His betrayal crushed George Washington, the leader of the American troops, said Eliot A. Cohen, author of “Conquered into Liberty,” a book about early American military struggles: “If Arnold could be a traitor, who could we trust?”

To remember the complexity of the man, New London does not burn the whole puppet. Instead, it saves a leg — where Arnold was hurt fighting for the Americans. “It’s honoring one part of him and really vilifying the other,” said Derron Wood, the executive artistic director of the theater group.




In New London this month, some participants said they could imagine the streets around them burning — the hot air that would have scalded their throats, the screams of fear, of pain, that may have risen from out of the buildings around them.

“It was an absolute tragedy, like Maui,” said Michael Passero, the mayor of New London, referring to the wildfires on the island last month. “Everything they knew was gone.”

Some of the marchers tried to imagine the rage and grief people must have felt at Arnold’s betrayal.

“This fellow, who we thought was one of us, he turns on us,” said Robert Lecce, who works as a historic re-enactor at the Leffingwell House Museum in Norwich.

Mary Harris, 66, of Ledyard, was marching with a sign that said “Burn the Traitor.” She drew a connection to the rioters at the U.S. Capitol on Jan. 6 and to former President Donald Trump.

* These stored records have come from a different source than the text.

//! JSON-RPC interface of unitscan.
//!
//! Exposes the query and search layers under the `explorer` namespace. Point lookups that find
//! nothing fail with [`RpcError::NotFound`]; list lookups return empty lists.

mod api;
#[cfg(test)]
pub(crate) use api::ExplorerApiClient;
pub use api::ExplorerApiServer;

mod error;
pub use error::RpcError;

mod server;
pub use server::ExplorerRpc;
//! Registry of the partitions the indexer follows.

use std::{collections::BTreeMap, sync::Arc};
use tracing::warn;
use unitscan_source::{BlockSource, SourceError};
use unitscan_types::{PartitionId, PartitionTypeId, RoundInfo};

/// A partition together with the source serving it.
#[derive(Debug, Clone)]
pub struct RegisteredPartition {
    /// Identifier of the partition.
    pub partition_id: PartitionId,
    /// Kind of the partition.
    pub partition_type_id: PartitionTypeId,
    /// Connection to the partition's node.
    pub source: Arc<dyn BlockSource>,
}

/// Immutable snapshot of the registered partitions, cheap to clone and share.
#[derive(Debug, Clone, Default)]
pub struct PartitionRegistry {
    partitions: Arc<BTreeMap<PartitionId, RegisteredPartition>>,
}

impl PartitionRegistry {
    /// Returns a builder for a new registry.
    pub fn builder() -> PartitionRegistryBuilder {
        PartitionRegistryBuilder::default()
    }

    /// Returns the partition registered under `partition_id`.
    pub fn get(&self, partition_id: PartitionId) -> Option<&RegisteredPartition> {
        self.partitions.get(&partition_id)
    }

    /// Iterates over the registered partitions in ascending identifier order.
    pub fn iter(&self) -> impl Iterator<Item = &RegisteredPartition> {
        self.partitions.values()
    }

    /// Identifiers of the registered partitions in ascending order.
    pub fn partition_ids(&self) -> Vec<PartitionId> {
        self.partitions.keys().copied().collect()
    }

    /// Number of registered partitions.
    pub fn len(&self) -> usize {
        self.partitions.len()
    }

    /// Returns `true` when no partition is registered.
    pub fn is_empty(&self) -> bool {
        self.partitions.is_empty()
    }

    /// Resolves the requested partitions, skipping unknown ones. An empty request selects every
    /// registered partition.
    pub fn select(&self, partition_ids: &[PartitionId]) -> Vec<RegisteredPartition> {
        if partition_ids.is_empty() {
            return self.partitions.values().cloned().collect();
        }

        let mut selected = Vec::with_capacity(partition_ids.len());
        for partition_id in partition_ids {
            match self.partitions.get(partition_id) {
                Some(partition) => {
                    if !selected.iter().any(|p: &RegisteredPartition| p.partition_id == *partition_id)
                    {
                        selected.push(partition.clone());
                    }
                }
                None => warn!(target: "search", partition_id, "Skipping unknown partition"),
            }
        }
        selected
    }

    /// Asks the node of a partition for its latest round. `None` for unknown partitions.
    pub async fn round_info(
        &self,
        partition_id: PartitionId,
    ) -> Option<Result<RoundInfo, SourceError>> {
        let partition = self.get(partition_id)?;
        Some(partition.source.fetch_round_info().await)
    }
}

/// Builder for [`PartitionRegistry`].
#[derive(Debug, Default)]
pub struct PartitionRegistryBuilder {
    partitions: BTreeMap<PartitionId, RegisteredPartition>,
}

impl PartitionRegistryBuilder {
    /// Registers the partition served by `source`. A later registration of the same partition
    /// replaces the earlier one.
    pub fn with_partition(
        mut self,
        partition_type_id: PartitionTypeId,
        source: Arc<dyn BlockSource>,
    ) -> Self {
        let partition_id = source.partition_id();
        let partition = RegisteredPartition { partition_id, partition_type_id, source };
        if self.partitions.insert(partition_id, partition).is_some() {
            warn!(target: "supervisor", partition_id, "Partition registered twice, keeping the last source");
        }
        self
    }

    /// Freezes the registry.
    pub fn build(self) -> PartitionRegistry {
        PartitionRegistry { partitions: Arc::new(self.partitions) }
    }
}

“Do you know who that really means as a traitor?” she said. “You know, the indicted guy?”

Alexandra Clancy, dressed in a pink gown and white cap, said she grew up in Norwich, across from where Arnold once lived. Until recently, she did not know that New London had burned.

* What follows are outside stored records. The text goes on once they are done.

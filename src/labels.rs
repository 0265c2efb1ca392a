//! Label and annotation keys shared by the route reconciler and the objects it writes.

/// Label a Service must carry (with value `"true"`) to be routed
pub const ROUTING_ENABLED_LABEL: &str = "routing.lab.io/enabled";

/// Label (or annotation) overriding the host component of the route
pub const ROUTING_HOST_KEY: &str = "routing.lab.io/host";

/// Label (or annotation) overriding the backend port, by number or port name
pub const ROUTING_PORT_KEY: &str = "routing.lab.io/port";

/// Namespace label carrying the region code
pub const REGION_LABEL: &str = "topology.lab.io/region";

/// Standard label for the tool managing a resource
pub const K8S_MANAGED_BY: &str = "app.kubernetes.io/managed-by";

/// Value for `app.kubernetes.io/managed-by` on generated routes
pub const MANAGED_BY_LABCTL: &str = "labctl";

/// Label on a generated route naming the Service it was derived from
pub const ROUTE_SOURCE_SERVICE_LABEL: &str = "routing.lab.io/service";

/// Field manager used for every server-side apply
pub const FIELD_MANAGER: &str = "labctl";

“That’s the great thing about being in New England,” Clancy, 40, said. “All the Revolutionary things happened right here. I love the West — they don’t have what we have.”

The tradition has roots that go back even further than Benedict Arnold. Many 18th-century Americans — former Britons — had treasured Guy Fawkes Night, when bonfires blaze each year to mark his attempt in 1605 to blow up the British Houses of Parliament.

But having just overthrown the British government, the American revolutionaries had no inclination to keep burning effigies of Fawkes. So they burned Benedict Arnold instead.

“We needed a traitor,” said Steven Manuel, the executive director of the New London County Historical Society. “And Arnold was a really convenient traitor.”

Even if Arnold wasn’t the only traitor during the Revolution, for the first 100 years of the country’s existence, historians said, he was a useful meme for an America trying to cement its unity.

Before Passero touched a lit torch to the Arnold effigy, he asked the crowd to honor the people who died fighting in the Revolutionary War. They fell silent as they stood facing Fort Griswold Battlefield State Park just across the Thames River, where dozens of young American men had died fighting Arnold’s troops.

Then the traitor took his last look before the flames began licking his red coat, turning him into an orange blaze high above the jeering crowd.